How are air quality monitors sited?

Air quality is usually regulated (when it is regulated) based on readings from monitors which track ambient air pollution concentrations. Suppose air pollution policies are set at a national level, but sub-national units (e.g. states) are charged with monitoring and compliance. The sub-national regulators have an incentive to avoid placing monitors in the most polluted areas because “discovering” a hotspot could lead to penalties from the national regulator.

Economists call this kind of situation a principal-agent problem: a principal (in this case, the national regulator) acts through an agent (in this case, the sub-national regulator) to do something, but the agent has an interest in subverting that something. Principal-agent problems are common. Examples include

financial management (the client is the principal who wants returns, the manager is the agent who wants fee revenues),
home buying (the home buyer is the principal who wants the best home for the cheapest price, the realtor is the agent who wants transaction fees), and
wage employment (the firm owner is the principal who wants workers to exert high levels of effort, the workers are the agents who want to exert as little effort as possible).

You work for an NGO in a particular country, which has conducted a very extensive random sample of air quality in all 5 states for a year. You are trying to assess whether the principal-agent problem is an issue here, and if so how bad it is.

The data

The dataset NGO_measurements.csv is an annual average of air quality measurements at 100,000 randomly-sampled sites across 5 states (20,000 per state). Air quality is a composite measure of concentrations of a number of air pollutants, including volatile organic compounds and particulate matter. Higher concentrations are associated with worse air quality.

index enumerates each site in a state, state lists each state, and AQI is the air quality measurement. The table official_measurements.csv shows the annual average AQI in each state calculated from the official monitor site measurements. There are 100 official monitor sites throughout each state.

Questions

1. Simulate the sampling distribution of the statewide annual average AQI calculated from 100 randomly-placed monitor sites for each state.

2. Plot the distribution of AQI for each state as a histogram, and show all 5 states in a combined plot. Show the official monitor sites as vertical lines on the plots.

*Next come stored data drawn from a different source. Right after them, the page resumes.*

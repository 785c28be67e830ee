//! Shared application state injected into every handler.

use std::sync::Arc;

use anyhow::Result;

use crate::config::{Config, Environment};
use crate::db::DbContext;
use super::docs;

/// Application state shared across all request handlers.
///
/// Built once from the immutable startup [`Config`] and threaded explicitly
/// into the pipeline; there are no ambient singletons. All fields are cheaply
/// cloneable so the router can clone the state per request.
#[derive(Clone)]
pub struct AppState {
    /// The single registered database context, consumed by resource controllers.
    pub db: DbContext,
    /// Environment the service runs in; decides the documentation UI mount.
    pub environment: Environment,
    /// Whether documentation endpoints are mounted.
    pub serve_docs: bool,
    /// Port plain-HTTP requests are redirected to.
    pub https_port: u16,
    /// OpenAPI schema document, rendered once at startup.
    pub schema_json: Arc<String>,
}

impl AppState {
    /// Build the state from the registered database context and the startup
    /// configuration.
    ///
    /// # Errors
    ///
    /// Returns an error if the OpenAPI document cannot be rendered.
    pub fn new(db: DbContext, cfg: &Config) -> Result<Self> {
        let schema_json = docs::render_schema()?;
        Ok(Self {
            db,
            environment: cfg.environment,
            serve_docs: cfg.serve_docs,
            https_port: cfg.https_port,
            schema_json: Arc::new(schema_json),
        })
    }
}

impl Default for AppState {
    /// Creates a default [`AppState`] with a lazily-registered local context,
    /// suitable for tests. No connection is ever opened.
    fn default() -> Self {
        let db = DbContext::register("postgres://localhost:5432/rh")
            .expect("well-formed test connection string");
        Self {
            db,
            environment: Environment::Development,
            serve_docs: true,
            https_port: 443,
            schema_json: Arc::new(docs::render_schema().expect("static schema renders")),
        }
    }
}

3. Use the simulated distributions to calculate the probability of observing something as extreme as the official measurements.

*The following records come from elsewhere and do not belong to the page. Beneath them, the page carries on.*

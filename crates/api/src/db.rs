//! Database context registration.
//!
//! The bootstrapper owns no queries; it registers a single context handle and
//! hands it to controllers through the application state.

use anyhow::{Context, Result};
use sqlx::postgres::{PgPool, PgPoolOptions};

/// Handle to the relational backend, registered exactly once at startup.
///
/// The underlying pool is created lazily: the connection string is parsed at
/// registration time (a malformed string is a fatal startup fault) but no
/// connection is opened until a controller first acquires one. Cloning is
/// cheap; every clone refers to the same pool.
#[derive(Debug, Clone)]
pub struct DbContext {
    pool: PgPool,
}

impl DbContext {
    /// Register the database context for this process.
    ///
    /// # Errors
    ///
    /// Returns an error if `connection_string` cannot be parsed. Connectivity
    /// problems surface later, on first use, as per-request faults.
    pub fn register(connection_string: &str) -> Result<Self> {
        let pool = PgPoolOptions::new()
            .connect_lazy(connection_string)
            .context("invalid connection string in CONEXAO_PADRAO")?;
        Ok(Self { pool })
    }

    /// Pool handle for resource controllers to run their queries against.
    pub fn pool(&self) -> &PgPool {
        &self.pool
    }
}

#[cfg(test)]
mod tests {
    use super::*;

    // Lazy pool construction grabs the ambient runtime handle, so the
    // success-path tests need a Tokio context.
    #[tokio::test]
    async fn register_accepts_well_formed_connection_string() {
        // Lazy registration must succeed without a reachable server.
        let ctx = DbContext::register("postgres://rh:rh@localhost:5432/rh").unwrap();
        assert!(!ctx.pool().is_closed());
    }

    #[test]
    fn register_rejects_malformed_connection_string() {
        assert!(DbContext::register("Server=tcp:db;Database=RH").is_err());
    }

    #[tokio::test]
    async fn clones_share_the_same_pool() {
        let ctx = DbContext::register("postgres://localhost/rh").unwrap();
        let clone = ctx.clone();
        assert_eq!(ctx.pool().size(), clone.pool().size());
    }
}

4. Read the paper “Discrimination in Ambient Air Pollution Monitoring?” (skim the parts you don’t understand; focus your reading effort on the introduction, background, and discussion, but do read the whole paper).

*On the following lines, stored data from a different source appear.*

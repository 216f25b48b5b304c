//! JSON APIs queried over HTTP or HTTPS.
use std::time::Duration;

use http_body_util::{BodyExt, Collected, Full};
use hyper::body::Bytes;
use hyper::header::{HeaderName, HeaderValue, AUTHORIZATION};
use hyper::{Method, Request, Uri};
use hyper_rustls::HttpsConnector;
use hyper_util::client::legacy::{connect::HttpConnector, Client};
use hyper_util::rt::TokioExecutor;
use indexmap::IndexMap;
use serde::Deserialize;
use tokio::sync::OnceCell;
use tracing::debug;

use super::{Driver, DriverError, QueryFuture};
use crate::common::parse_duration;
use crate::config::DataSource;
use crate::record::Record;

const BACKEND: &str = "http";
const MAX_ERROR_BODY: usize = 512;

type HttpsClient = Client<HttpsConnector<HttpConnector>, Full<Bytes>>;

/// Queries HTTP APIs returning JSON.
///
/// The query is a YAML (or JSON) document describing the request:
///
/// ```yaml
/// method: GET            # defaults to GET
/// uri: /api/v1/stats     # joined onto the data source URI unless absolute
/// token: Bearer abc      # sent as the Authorization header
/// body: ""
/// headers:
///   Accept: application/json
/// timeout: 5s            # a duration string, or nanoseconds
/// ```
///
/// The response must be a JSON array of objects, each of which becomes a record. A single JSON
/// object is accepted as a one-record result.
#[derive(Default)]
pub struct HttpDriver {
    client: OnceCell<HttpsClient>,
}

#[derive(Debug, Default, Deserialize, PartialEq)]
#[serde(default)]
struct HttpRequest {
    method: String,
    uri: String,
    token: String,
    body: String,
    headers: IndexMap<String, HeaderValues>,
    timeout: Option<Timeout>,
}

#[derive(Debug, Deserialize, PartialEq)]
#[serde(untagged)]
enum HeaderValues {
    One(String),
    Many(Vec<String>),
}

#[derive(Debug, Deserialize, PartialEq)]
#[serde(untagged)]
enum Timeout {
    Nanos(u64),
    Text(String),
}

impl HttpRequest {
    fn parse(query: &str) -> Result<Self, DriverError> {
        serde_yaml::from_str(query).map_err(|e| DriverError::InvalidQuery(e.to_string()))
    }

    fn timeout(&self) -> Result<Option<Duration>, DriverError> {
        let timeout = match &self.timeout {
            None => return Ok(None),
            Some(Timeout::Nanos(nanos)) => Duration::from_nanos(*nanos),
            Some(Timeout::Text(text)) => parse_duration(text)
                .ok()
                .and_then(|delta| delta.to_std().ok())
                .ok_or_else(|| DriverError::InvalidQuery(format!("invalid timeout {text:?}")))?,
        };
        Ok((!timeout.is_zero()).then_some(timeout))
    }

    fn build(&self, base: &str) -> Result<Request<Full<Bytes>>, DriverError> {
        let method = if self.method.is_empty() {
            Method::GET
        } else {
            Method::from_bytes(self.method.to_ascii_uppercase().as_bytes())
                .map_err(|e| DriverError::InvalidQuery(e.to_string()))?
        };
        let uri = resolve_uri(base, &self.uri)?;

        let mut builder = Request::builder().method(method).uri(uri);
        for (name, values) in &self.headers {
            let name = HeaderName::from_bytes(name.as_bytes())
                .map_err(|e| DriverError::InvalidQuery(format!("invalid header {name:?}: {e}")))?;
            let values = match values {
                HeaderValues::One(value) => std::slice::from_ref(value),
                HeaderValues::Many(values) => values.as_slice(),
            };
            for value in values {
                builder = builder.header(&name, value.as_str());
            }
        }

        let mut request = builder
            .body(Full::from(self.body.clone()))
            .map_err(|e| DriverError::InvalidQuery(e.to_string()))?;
        if !self.token.is_empty() {
            let mut token = HeaderValue::from_str(&self.token)
                .map_err(|e| DriverError::InvalidQuery(format!("invalid token: {e}")))?;
            token.set_sensitive(true);
            request.headers_mut().insert(AUTHORIZATION, token);
        }
        Ok(request)
    }
}

/// Joins a request URI onto the data source URI, unless it is already absolute.
fn resolve_uri(base: &str, target: &str) -> Result<Uri, DriverError> {
    let invalid = |uri: &str, reason: String| DriverError::InvalidUri { uri: uri.to_owned(), reason };

    if target.starts_with("http://") || target.starts_with("https://") || base.is_empty() {
        return target.parse().map_err(|e: hyper::http::uri::InvalidUri| invalid(target, e.to_string()));
    }

    let base_uri: Uri = base.parse().map_err(|e: hyper::http::uri::InvalidUri| invalid(base, e.to_string()))?;
    let (target_path, target_query) = match target.split_once('?') {
        Some((path, query)) => (path, Some(query)),
        None => (target, None),
    };

    let base_path = base_uri.path().trim_end_matches('/');
    let target_path = target_path.trim_start_matches('/');
    let mut path_and_query = match (base_path.is_empty(), target_path.is_empty()) {
        (_, true) if base_path.is_empty() => "/".to_owned(),
        (_, true) => base_path.to_owned(),
        (true, false) => format!("/{target_path}"),
        (false, false) => format!("{base_path}/{target_path}"),
    };
    if let Some(query) = target_query.or_else(|| base_uri.query()) {
        path_and_query.push('?');
        path_and_query.push_str(query);
    }

    let mut parts = base_uri.into_parts();
    parts.path_and_query = Some(
        path_and_query.parse().map_err(|e: hyper::http::uri::InvalidUri| invalid(target, e.to_string()))?,
    );
    Uri::from_parts(parts).map_err(|e| invalid(target, e.to_string()))
}

/// Decodes a JSON response body into records.
fn decode_records(body: &[u8]) -> Result<Vec<Record>, DriverError> {
    let value: serde_json::Value =
        serde_json::from_slice(body).map_err(|e| DriverError::Decode(e.to_string()))?;
    let items = match value {
        serde_json::Value::Array(items) => items,
        object @ serde_json::Value::Object(_) => vec![object],
        other => return Err(DriverError::Decode(format!("expected an array of objects, got {other}"))),
    };

    items
        .into_iter()
        .map(|item| {
            Record::try_from(item)
                .map_err(|other| DriverError::Decode(format!("expected an object, got {other}")))
        })
        .collect()
}

impl HttpDriver {
    /// Creates a driver. The underlying client is created on first use.
    pub fn new() -> Self {
        Self::default()
    }

    async fn client(&self) -> Result<&HttpsClient, DriverError> {
        self.client
            .get_or_try_init(|| async {
                let https = hyper_rustls::HttpsConnectorBuilder::new()
                    .with_native_roots()
                    .map_err(|e| DriverError::backend(BACKEND, e))?
                    .https_or_http()
                    .enable_http1()
                    .build();
                let client: HttpsClient = Client::builder(TokioExecutor::new())
                    .pool_idle_timeout(Duration::from_secs(30))
                    .build(https);
                Ok::<_, DriverError>(client)
            })
            .await
    }

    async fn execute(&self, request: Request<Full<Bytes>>) -> Result<Vec<Record>, DriverError> {
        let client = self.client().await?;
        let response = client.request(request).await.map_err(|e| DriverError::backend(BACKEND, e))?;
        let status = response.status();
        let body = response
            .into_body()
            .collect()
            .await
            .map(Collected::to_bytes)
            .map_err(|e| DriverError::backend(BACKEND, e))?;

        if !status.is_success() {
            let mut body = String::from_utf8_lossy(&body).into_owned();
            if body.len() > MAX_ERROR_BODY {
                let mut end = MAX_ERROR_BODY;
                while !body.is_char_boundary(end) {
                    end -= 1;
                }
                body.truncate(end);
            }
            return Err(DriverError::Status { status: status.as_u16(), body });
        }
        decode_records(&body)
    }
}

impl Driver for HttpDriver {
    fn query<'a>(&'a self, source: &'a DataSource, query: &'a str) -> QueryFuture<'a> {
        Box::pin(async move {
            let request = HttpRequest::parse(query)?;
            let timeout = request.timeout()?;
            let request = request.build(&source.uri)?;
            debug!(method = %request.method(), uri = %request.uri(), "sending http query");

            match timeout {
                Some(timeout) => tokio::time::timeout(timeout, self.execute(request))
                    .await
                    .map_err(|_| DriverError::Timeout(timeout))?,
                None => self.execute(request).await,
            }
        })
    }
}

#[cfg(test)]
mod tests {
    use std::time::Duration;

    use hyper::header::{ACCEPT, AUTHORIZATION};
    use hyper::Method;

    use super::{decode_records, resolve_uri, HeaderValues, HttpRequest, Timeout};
    use crate::driver::DriverError;

    #[test]
    fn test_parse_request() {
        let request = HttpRequest::parse(
            r#"
method: post
uri: /stats?verbose=1
token: Bearer abc
body: '{"x": 1}'
headers:
  Accept: application/json
  X-Multi: [a, b]
timeout: 1500ms
"#,
        )
        .unwrap();

        assert_eq!(request.method, "post");
        assert_eq!(request.headers["X-Multi"], HeaderValues::Many(vec!["a".into(), "b".into()]));
        assert_eq!(request.timeout, Some(Timeout::Text("1500ms".into())));
        assert_eq!(request.timeout().unwrap(), Some(Duration::from_millis(1500)));

        let built = request.build("http://api.local:8080/v1/").unwrap();
        assert_eq!(built.method(), Method::POST);
        assert_eq!(built.uri(), "http://api.local:8080/v1/stats?verbose=1");
        assert_eq!(built.headers()[ACCEPT], "application/json");
        assert_eq!(built.headers().get_all("x-multi").iter().count(), 2);
        assert_eq!(built.headers()[AUTHORIZATION], "Bearer abc");
        assert!(built.headers()[AUTHORIZATION].is_sensitive());
    }

    #[test]
    fn test_request_defaults() {
        let request = HttpRequest::parse(r#"{"uri": "https://example.com/x", "timeout": 2000000000}"#).unwrap();
        assert_eq!(request.timeout().unwrap(), Some(Duration::from_secs(2)));

        let built = request.build("http://ignored").unwrap();
        assert_eq!(built.method(), Method::GET);
        assert_eq!(built.uri(), "https://example.com/x");

        assert_eq!(HttpRequest::parse("uri: /x\ntimeout: 0").unwrap().timeout().unwrap(), None);
        assert!(HttpRequest::parse("uri: /x\ntimeout: soon").unwrap().timeout().is_err());
        assert!(matches!(HttpRequest::parse("- not a mapping"), Err(DriverError::InvalidQuery(_))));
    }

    #[test]
    fn test_token_overrides_authorization_header() {
        let request = HttpRequest::parse("uri: /x\ntoken: secret\nheaders:\n  Authorization: other\n").unwrap();
        let built = request.build("http://api.local").unwrap();
        assert_eq!(built.headers().get_all(AUTHORIZATION).iter().count(), 1);
        assert_eq!(built.headers()[AUTHORIZATION], "secret");
    }

    #[test]
    fn test_resolve_uri() {
        let cases = [
            ("http://h/api", "v1/x", "http://h/api/v1/x"),
            ("http://h/api/", "/v1/x", "http://h/api/v1/x"),
            ("http://h", "x", "http://h/x"),
            ("http://h/api?key=1", "x", "http://h/api/x?key=1"),
            ("http://h/api?key=1", "x?other=2", "http://h/api/x?other=2"),
            ("http://h/api", "", "http://h/api"),
            ("", "http://other/x", "http://other/x"),
        ];

        for (base, target, expected) in cases {
            assert_eq!(resolve_uri(base, target).unwrap(), expected, "base: {base}, target: {target}");
        }

        assert!(matches!(resolve_uri("", "relative/path"), Err(DriverError::InvalidUri { .. })));
    }

    #[test]
    fn test_decode_records() {
        let records = decode_records(br#"[{"value": 1}, {"value": "2", "tags": {"env": "prod"}}]"#).unwrap();
        assert_eq!(records.len(), 2);
        assert_eq!(records[1].label_value("tags.env"), "prod");

        let single = decode_records(br#"{"value": 3}"#).unwrap();
        assert_eq!(single.len(), 1);

        assert!(decode_records(b"[]").unwrap().is_empty());
        assert!(matches!(decode_records(b"[1, 2]"), Err(DriverError::Decode(_))));
        assert!(matches!(decode_records(b"42"), Err(DriverError::Decode(_))));
        assert!(matches!(decode_records(b"not json"), Err(DriverError::Decode(_))));
    }

    #[cfg(feature = "http-listener")]
    #[tokio::test]
    async fn test_query_local_server() {
        use http_body_util::Full;
        use hyper::body::{Bytes, Incoming};
        use hyper::server::conn::http1::Builder;
        use hyper::service::service_fn;
        use hyper::{Request, Response, StatusCode};
        use hyper_util::rt::TokioIo;
        use tokio::net::TcpListener;

        use super::HttpDriver;
        use crate::config::DataSource;
        use crate::driver::Driver;

        let listener = TcpListener::bind("127.0.0.1:0").await.unwrap();
        let addr = listener.local_addr().unwrap();
        tokio::spawn(async move {
            loop {
                let (stream, _) = listener.accept().await.unwrap();
                let service = service_fn(|req: Request<Incoming>| async move {
                    let authorized = req.headers().get("authorization").is_some_and(|v| v == "t0k3n");
                    let response = match (req.uri().path(), authorized) {
                        ("/api/stats", true) => Response::new(Full::new(Bytes::from_static(
                            br#"[{"value": 5, "region": "eu"}, {"value": 7, "region": "us"}]"#,
                        ))),
                        (_, false) => Response::builder()
                            .status(StatusCode::UNAUTHORIZED)
                            .body(Full::new(Bytes::from_static(b"denied")))
                            .unwrap(),
                        _ => Response::builder()
                            .status(StatusCode::NOT_FOUND)
                            .body(Full::new(Bytes::new()))
                            .unwrap(),
                    };
                    Ok::<_, hyper::Error>(response)
                });
                tokio::spawn(Builder::new().serve_connection(TokioIo::new(stream), service));
            }
        });

        let driver = HttpDriver::new();
        let source = DataSource { name: "api".into(), uri: format!("http://{addr}/api"), ..Default::default() };

        let records = driver.query(&source, "uri: stats\ntoken: t0k3n\ntimeout: 5s").await.unwrap();
        let regions = records.iter().map(|r| r.label_value("region")).collect::<Vec<_>>();
        assert_eq!(regions, ["eu", "us"]);

        let err = driver.query(&source, "uri: stats").await.unwrap_err();
        assert!(matches!(err, DriverError::Status { status: 401, ref body } if body == "denied"));
    }
}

a. Who is the principal and who is the agent in this study?

b. How did the researchers measure the true distribution of air pollution and detect strategic monitor siting behavior? How does this compare to the scenario you analyzed above? Which approach do you think is cheaper to implement?

c. In previous studies the researchers mention, what behaviors by local regulators cause bias in measured pollution levels? Do these behaviors cause downward or upward bias?

d. How do the researchers argue income and race affect monitor siting decisions in this study? How do these decisions then affect the amount of air pollution different groups in society are exposed to?